You’ve kept going. You’ve done what needed doing. You’ve shown up for everyone who counted on you to show up.
And underneath all of it, there’s something you can’t quite name. Not a crisis. Not even sadness, exactly. Just a signal that keeps firing. It’s low, persistent, impossible to fully ignore and you’ve been doing everything you can to keep moving anyway.
That signal is not noise. It is not burnout. And it is not a sign that something is wrong with you. It is the most important piece of information your life is currently trying to give you and this article is going to tell you what it means.
- Episode 29 of The Better You Show
- Is Feeling Stuck a Sign Something Is Wrong?
- Why Can't I Picture Who I Want to Become?
- What If You Can't Even Feel Your Feelings?
- The Myth That You Need a Clear Vision First
- What Does It Actually Mean to Evolve?
- Why Discomfort Means You're Already Moving
- One More Thing Before You Go
- Meet the Coaches
- References & Further Reading
- Disclaimer
Episode 29 of The Better You Show
This article was inspired by a real conversation had on The Better You Show. Want to hear it straight from our coaches? Watch the full episode here then keep reading for the expansion.
Is Feeling Stuck a Sign Something Is Wrong?
Feeling stuck is not a sign that something is broken in you. It is often the first sign that something is waking up.
That distinction matters. The story most of us carry about “stuck” is that it means we have failed somehow. That we should have figured this out already. That everyone else has a vision and a plan and a sense of direction, and we are the only ones standing in the kitchen at 10pm wondering how we got here.
That is not what is happening.
“When you feel stuck, that’s actually where the transitions start to happen,” says Coach Sarah. What looks like paralysis from the outside is often the first flicker of awareness on the inside. Your nervous system is registering a gap between who you’ve been living as and who you’re actually becoming. That gap creates discomfort. That discomfort is not a stop sign.
It is a signal.
“Discomfort is the first step. If we were just comfortable all the time, we probably wouldn’t move.”
— Kevin McNee, Men’s Connection Coach, Men for More
Why Can’t I Picture Who I Want to Become?

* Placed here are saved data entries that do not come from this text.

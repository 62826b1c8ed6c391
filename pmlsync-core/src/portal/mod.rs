//! Portal session: form state, request bodies, transport, and the export driver.

pub mod driver;
pub mod form_state;
pub mod request;
pub mod transport;

pub use driver::{ExportError, ExportSummary, ProtocolDriver, ReportWindow, Round};
pub use form_state::{extract_field_value, extract_marker_token, InitialFormState, StateToken};
pub use request::{FormSettings, RequestBody};
pub use transport::{HttpPortal, PortalResponse, PortalSettings, PortalTransport, ProtocolError};
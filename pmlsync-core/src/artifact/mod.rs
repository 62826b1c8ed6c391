//! Downloaded artifacts: extraction from archives and the pre-merge consistency gate.

pub mod archive;
pub mod consistency;

pub use archive::{
    artifact_file_name, delete_artifacts, ArchiveError, ArchiveExtractor, DownloadedArtifact,
};
pub use consistency::{ConsistencyError, ConsistencyValidator, ValidatedArtifact, ValidatedArtifacts};
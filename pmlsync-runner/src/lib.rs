//! pmlsync runner: configuration and pipeline orchestration.
//!
//! This crate builds on `pmlsync-core` to provide:
//! - TOML configuration with defaults for every setting
//! - The export phase (portal session → per-subsystem artifacts)
//! - The process phase (validate → normalize → publish)
//! - Post-success housekeeping (combined CSV, artifact cleanup)

pub mod config;
pub mod pipeline;

pub use config::{ArtifactConfig, ConfigError, NormalizeConfig, PipelineConfig, PortalConfig};
pub use pipeline::{
    build_table, clean, export_phase, process_existing, run_pipeline, PipelineError,
    PipelineReport,
};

You cannot picture your future self because you’re being asked to imagine someone you haven’t yet given yourself permission to be.
This is not a visualization failure. It is not a lack of ambition. It is the predictable result of having spent years making yourself smaller to fit into spaces that were built around other people’s expectations. Then being asked to suddenly expand into open air.
Coach Doris names this honestly: in the beginning, she couldn’t see it either. Her first step was not a vision. It was a question. What is one small thing I want to change right now? Not a five-year plan. One thing.
The pressure to arrive at a fully formed vision of your future self is one of the most common reasons women never start. Kevin McNee, Men’s Connection Coach and founder of Men for More, points to a reframe that shifted things for him and for the people he works with: instead of asking who you want to become, start by asking how you want to feel. That question has a much lower entry point — and it still gets you moving.
“Instead of thinking about all the things you want to do or who you want to become, how do you want to feel?” — Kevin McNee, drawing on Brendon Burchard’s High Performance Habits1
What If You Can’t Even Feel Your Feelings?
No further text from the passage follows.